Please copy, exactly as they appear below, the lines from the one containing "outside the tick" through the one containing "let remaining = self.execute(id, price, qty, side);".

[Stored data entries]
_ _ _ _ _ _ _
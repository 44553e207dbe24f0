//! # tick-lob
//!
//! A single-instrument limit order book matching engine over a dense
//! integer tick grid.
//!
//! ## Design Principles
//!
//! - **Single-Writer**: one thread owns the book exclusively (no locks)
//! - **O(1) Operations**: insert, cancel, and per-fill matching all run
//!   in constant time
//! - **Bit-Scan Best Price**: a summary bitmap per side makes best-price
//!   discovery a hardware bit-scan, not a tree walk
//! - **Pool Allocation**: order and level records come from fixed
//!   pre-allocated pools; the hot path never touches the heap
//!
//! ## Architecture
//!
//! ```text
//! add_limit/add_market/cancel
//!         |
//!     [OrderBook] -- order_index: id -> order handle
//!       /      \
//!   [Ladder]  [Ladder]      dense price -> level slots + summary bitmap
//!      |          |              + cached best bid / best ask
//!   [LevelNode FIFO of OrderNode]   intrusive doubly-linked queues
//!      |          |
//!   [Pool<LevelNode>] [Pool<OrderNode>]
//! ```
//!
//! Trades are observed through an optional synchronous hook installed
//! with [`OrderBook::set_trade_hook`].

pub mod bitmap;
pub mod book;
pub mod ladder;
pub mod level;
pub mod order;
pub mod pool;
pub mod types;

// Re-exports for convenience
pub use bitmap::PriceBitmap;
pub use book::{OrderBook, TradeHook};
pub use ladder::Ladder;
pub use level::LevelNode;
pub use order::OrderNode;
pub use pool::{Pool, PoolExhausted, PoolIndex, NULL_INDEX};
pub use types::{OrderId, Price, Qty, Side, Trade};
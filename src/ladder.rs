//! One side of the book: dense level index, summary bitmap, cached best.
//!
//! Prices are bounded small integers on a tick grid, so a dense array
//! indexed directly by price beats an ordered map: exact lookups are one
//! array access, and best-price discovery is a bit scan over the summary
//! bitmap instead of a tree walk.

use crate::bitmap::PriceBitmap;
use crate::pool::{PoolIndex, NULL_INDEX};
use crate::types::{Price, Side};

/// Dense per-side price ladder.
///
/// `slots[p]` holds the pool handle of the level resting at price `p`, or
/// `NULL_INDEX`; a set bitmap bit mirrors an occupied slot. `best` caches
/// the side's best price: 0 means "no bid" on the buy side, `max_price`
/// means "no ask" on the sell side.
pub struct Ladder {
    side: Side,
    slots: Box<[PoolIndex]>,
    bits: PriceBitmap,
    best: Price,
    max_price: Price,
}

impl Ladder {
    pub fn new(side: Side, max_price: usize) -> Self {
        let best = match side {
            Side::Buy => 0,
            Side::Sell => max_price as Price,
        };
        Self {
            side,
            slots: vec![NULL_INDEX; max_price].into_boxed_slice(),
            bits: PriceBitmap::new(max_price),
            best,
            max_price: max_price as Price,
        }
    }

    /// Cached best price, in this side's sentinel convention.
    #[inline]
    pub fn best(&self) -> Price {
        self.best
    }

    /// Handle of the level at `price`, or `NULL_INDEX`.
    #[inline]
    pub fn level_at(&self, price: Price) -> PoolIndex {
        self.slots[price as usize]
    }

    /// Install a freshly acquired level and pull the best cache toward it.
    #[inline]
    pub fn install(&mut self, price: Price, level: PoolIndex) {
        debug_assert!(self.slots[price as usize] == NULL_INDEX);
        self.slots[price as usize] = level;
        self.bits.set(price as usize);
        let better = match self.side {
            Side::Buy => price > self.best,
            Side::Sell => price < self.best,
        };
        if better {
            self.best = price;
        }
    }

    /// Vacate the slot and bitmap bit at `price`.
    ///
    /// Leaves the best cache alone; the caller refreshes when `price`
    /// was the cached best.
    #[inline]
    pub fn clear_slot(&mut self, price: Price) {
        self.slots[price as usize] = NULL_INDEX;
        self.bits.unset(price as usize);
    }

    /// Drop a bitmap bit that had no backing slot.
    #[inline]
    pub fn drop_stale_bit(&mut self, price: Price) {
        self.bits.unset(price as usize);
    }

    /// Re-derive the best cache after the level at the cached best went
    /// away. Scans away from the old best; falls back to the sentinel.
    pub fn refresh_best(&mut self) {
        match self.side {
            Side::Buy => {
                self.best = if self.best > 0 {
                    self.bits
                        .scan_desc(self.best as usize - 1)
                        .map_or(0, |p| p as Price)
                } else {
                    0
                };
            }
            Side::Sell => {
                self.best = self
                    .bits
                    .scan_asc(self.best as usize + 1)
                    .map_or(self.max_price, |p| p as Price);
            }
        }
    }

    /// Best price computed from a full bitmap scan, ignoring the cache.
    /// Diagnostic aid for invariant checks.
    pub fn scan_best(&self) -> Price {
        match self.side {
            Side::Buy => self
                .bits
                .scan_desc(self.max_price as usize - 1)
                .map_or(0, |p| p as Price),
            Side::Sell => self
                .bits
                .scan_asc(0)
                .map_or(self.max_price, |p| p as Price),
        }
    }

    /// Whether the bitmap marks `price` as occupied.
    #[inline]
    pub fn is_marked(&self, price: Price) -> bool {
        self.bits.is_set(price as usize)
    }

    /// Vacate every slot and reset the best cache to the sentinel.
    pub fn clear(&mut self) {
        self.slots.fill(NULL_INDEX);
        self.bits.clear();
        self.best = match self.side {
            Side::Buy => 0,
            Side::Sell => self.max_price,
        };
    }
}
_ _ _ _ _ _ _
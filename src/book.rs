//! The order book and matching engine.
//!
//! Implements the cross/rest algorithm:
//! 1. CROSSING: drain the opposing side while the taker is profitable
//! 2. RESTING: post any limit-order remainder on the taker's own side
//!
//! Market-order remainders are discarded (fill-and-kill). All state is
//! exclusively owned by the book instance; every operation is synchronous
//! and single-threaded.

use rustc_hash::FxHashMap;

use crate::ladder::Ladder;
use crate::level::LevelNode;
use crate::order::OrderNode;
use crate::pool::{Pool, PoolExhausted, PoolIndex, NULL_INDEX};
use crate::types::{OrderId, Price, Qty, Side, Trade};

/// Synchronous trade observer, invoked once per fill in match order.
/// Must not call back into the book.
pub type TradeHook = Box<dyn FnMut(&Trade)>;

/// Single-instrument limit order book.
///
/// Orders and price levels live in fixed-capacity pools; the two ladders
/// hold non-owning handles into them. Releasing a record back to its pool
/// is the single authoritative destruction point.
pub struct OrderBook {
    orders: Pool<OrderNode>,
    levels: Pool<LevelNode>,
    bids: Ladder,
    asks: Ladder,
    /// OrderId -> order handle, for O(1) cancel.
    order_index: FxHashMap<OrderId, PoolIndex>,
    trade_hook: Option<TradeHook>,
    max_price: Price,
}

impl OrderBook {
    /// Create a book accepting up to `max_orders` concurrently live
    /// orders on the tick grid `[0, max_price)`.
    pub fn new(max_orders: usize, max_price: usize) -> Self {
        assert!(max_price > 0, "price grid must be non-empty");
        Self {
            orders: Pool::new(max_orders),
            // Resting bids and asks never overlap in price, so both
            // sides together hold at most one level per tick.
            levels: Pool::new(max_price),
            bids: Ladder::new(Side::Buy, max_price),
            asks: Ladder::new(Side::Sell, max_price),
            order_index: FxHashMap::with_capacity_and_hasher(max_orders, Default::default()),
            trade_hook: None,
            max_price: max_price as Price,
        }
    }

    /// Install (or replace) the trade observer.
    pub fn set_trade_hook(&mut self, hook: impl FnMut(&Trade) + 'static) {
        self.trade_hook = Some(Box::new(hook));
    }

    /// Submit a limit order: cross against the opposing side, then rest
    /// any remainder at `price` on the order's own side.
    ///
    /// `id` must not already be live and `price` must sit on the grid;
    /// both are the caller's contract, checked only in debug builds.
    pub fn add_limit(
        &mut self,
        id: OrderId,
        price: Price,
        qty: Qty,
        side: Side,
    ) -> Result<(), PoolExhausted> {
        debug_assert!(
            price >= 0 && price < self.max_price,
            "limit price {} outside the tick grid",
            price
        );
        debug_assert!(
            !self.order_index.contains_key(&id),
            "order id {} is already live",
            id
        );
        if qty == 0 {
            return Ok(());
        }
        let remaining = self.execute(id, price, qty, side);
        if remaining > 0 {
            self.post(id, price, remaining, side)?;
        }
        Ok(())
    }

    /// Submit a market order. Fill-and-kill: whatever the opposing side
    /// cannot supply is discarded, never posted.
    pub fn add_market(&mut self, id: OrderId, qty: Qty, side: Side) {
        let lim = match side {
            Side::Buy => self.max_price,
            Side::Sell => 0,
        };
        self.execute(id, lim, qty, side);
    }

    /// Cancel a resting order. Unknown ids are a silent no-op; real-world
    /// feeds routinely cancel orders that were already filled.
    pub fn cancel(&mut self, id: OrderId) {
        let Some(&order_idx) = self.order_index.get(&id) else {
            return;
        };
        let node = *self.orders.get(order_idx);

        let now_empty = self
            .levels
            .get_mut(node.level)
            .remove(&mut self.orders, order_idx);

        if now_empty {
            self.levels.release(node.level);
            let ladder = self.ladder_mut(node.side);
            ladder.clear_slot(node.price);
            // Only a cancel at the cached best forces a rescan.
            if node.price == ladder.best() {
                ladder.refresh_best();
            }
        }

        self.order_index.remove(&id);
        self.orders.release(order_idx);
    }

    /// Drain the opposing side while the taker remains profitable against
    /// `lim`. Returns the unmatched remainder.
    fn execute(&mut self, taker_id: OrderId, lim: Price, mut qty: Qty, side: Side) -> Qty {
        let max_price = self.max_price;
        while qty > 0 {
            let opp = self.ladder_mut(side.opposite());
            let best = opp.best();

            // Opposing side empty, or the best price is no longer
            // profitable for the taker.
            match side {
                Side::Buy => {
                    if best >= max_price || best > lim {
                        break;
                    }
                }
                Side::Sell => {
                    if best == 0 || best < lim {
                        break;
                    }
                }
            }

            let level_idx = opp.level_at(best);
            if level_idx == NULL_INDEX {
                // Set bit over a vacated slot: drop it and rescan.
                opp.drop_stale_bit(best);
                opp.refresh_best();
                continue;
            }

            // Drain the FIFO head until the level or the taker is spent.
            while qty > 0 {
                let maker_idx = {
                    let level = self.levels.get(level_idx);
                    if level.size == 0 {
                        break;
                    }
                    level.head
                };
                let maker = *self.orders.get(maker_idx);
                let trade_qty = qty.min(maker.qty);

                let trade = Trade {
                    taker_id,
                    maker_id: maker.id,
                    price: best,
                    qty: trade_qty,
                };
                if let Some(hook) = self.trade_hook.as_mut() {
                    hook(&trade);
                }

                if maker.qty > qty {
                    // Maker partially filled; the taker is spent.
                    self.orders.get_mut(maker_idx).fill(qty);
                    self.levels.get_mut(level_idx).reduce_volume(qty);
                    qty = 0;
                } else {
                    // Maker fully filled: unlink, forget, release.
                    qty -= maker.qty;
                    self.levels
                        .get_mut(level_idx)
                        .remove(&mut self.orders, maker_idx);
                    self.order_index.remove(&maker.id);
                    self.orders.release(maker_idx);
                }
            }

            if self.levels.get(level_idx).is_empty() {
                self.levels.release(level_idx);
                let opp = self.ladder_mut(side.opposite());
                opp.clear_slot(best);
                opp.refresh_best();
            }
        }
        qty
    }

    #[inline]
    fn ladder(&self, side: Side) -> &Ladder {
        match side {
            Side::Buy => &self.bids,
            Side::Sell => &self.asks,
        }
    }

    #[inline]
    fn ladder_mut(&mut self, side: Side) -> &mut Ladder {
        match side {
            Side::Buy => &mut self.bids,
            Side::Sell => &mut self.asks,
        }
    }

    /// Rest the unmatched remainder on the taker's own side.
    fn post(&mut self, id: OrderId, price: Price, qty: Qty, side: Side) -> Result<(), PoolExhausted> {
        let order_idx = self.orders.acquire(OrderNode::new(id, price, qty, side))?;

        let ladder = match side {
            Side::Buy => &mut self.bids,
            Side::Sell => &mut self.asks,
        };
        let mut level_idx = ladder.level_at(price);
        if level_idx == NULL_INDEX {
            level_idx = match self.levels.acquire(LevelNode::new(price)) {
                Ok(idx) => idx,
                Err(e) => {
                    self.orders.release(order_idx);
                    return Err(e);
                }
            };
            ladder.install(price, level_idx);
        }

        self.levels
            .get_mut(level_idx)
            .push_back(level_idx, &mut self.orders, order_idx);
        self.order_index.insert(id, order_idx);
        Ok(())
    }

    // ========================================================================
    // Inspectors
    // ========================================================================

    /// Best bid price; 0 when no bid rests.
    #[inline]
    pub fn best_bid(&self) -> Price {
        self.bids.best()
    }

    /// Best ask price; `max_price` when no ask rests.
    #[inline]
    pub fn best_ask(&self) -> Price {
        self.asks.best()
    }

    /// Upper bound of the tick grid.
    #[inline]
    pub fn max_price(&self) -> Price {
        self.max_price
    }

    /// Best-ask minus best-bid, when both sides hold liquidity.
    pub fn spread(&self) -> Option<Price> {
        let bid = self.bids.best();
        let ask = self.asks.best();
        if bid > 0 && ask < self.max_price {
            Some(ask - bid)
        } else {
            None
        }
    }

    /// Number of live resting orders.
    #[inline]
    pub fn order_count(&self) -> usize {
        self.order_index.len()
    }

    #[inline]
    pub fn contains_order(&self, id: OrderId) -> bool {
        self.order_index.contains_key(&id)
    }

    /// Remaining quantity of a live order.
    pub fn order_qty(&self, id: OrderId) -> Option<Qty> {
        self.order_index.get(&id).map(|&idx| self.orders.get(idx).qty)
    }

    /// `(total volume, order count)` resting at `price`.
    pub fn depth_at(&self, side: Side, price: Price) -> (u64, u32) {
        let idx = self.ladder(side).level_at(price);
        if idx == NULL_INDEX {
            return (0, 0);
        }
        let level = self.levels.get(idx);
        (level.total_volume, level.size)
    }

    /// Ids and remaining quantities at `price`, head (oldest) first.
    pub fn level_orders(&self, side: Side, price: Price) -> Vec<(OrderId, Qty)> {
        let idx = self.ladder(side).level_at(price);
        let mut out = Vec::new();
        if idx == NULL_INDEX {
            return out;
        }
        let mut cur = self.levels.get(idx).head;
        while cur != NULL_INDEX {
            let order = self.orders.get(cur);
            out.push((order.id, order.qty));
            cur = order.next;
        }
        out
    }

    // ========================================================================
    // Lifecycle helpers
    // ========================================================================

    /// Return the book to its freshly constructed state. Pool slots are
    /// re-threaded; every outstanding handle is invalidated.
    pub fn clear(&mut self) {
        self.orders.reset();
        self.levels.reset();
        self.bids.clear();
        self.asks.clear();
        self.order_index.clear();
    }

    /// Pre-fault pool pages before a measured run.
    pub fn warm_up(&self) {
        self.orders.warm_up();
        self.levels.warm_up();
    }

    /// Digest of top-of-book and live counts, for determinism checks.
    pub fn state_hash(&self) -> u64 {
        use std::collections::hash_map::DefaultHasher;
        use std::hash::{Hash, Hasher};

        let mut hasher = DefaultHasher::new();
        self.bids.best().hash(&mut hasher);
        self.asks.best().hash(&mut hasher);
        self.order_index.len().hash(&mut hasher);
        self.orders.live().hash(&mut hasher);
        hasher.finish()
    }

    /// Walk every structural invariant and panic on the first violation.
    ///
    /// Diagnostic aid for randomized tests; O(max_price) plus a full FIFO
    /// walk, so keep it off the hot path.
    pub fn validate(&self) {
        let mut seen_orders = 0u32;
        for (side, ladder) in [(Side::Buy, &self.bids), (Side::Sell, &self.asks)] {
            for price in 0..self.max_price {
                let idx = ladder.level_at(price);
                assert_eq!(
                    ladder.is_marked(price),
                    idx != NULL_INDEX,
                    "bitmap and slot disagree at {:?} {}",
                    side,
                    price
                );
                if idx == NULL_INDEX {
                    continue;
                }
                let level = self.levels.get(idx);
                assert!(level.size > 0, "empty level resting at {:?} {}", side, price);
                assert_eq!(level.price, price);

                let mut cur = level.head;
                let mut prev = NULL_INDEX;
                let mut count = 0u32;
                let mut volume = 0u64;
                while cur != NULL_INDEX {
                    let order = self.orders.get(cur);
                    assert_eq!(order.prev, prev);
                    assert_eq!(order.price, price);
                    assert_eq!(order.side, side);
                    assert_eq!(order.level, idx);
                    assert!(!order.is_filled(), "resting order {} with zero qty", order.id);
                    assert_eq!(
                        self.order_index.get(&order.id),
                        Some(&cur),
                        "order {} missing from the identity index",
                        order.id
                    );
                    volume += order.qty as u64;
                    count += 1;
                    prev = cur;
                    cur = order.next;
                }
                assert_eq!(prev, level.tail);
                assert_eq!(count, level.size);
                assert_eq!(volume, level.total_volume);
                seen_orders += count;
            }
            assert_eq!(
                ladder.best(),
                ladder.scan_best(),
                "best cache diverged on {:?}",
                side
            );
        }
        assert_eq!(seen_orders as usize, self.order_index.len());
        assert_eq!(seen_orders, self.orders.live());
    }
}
_ _ _ _ _ _ _
** RESULT OF THIS EXERCISE **
            "limit price {} outside the tick grid",
            price
        );
        debug_assert!(
            !self.order_index.contains_key(&id),
            "order id {} is already live",
            id
        );
        if qty == 0 {
            return Ok(());
        }
        let remaining = self.execute(id, price, qty, side);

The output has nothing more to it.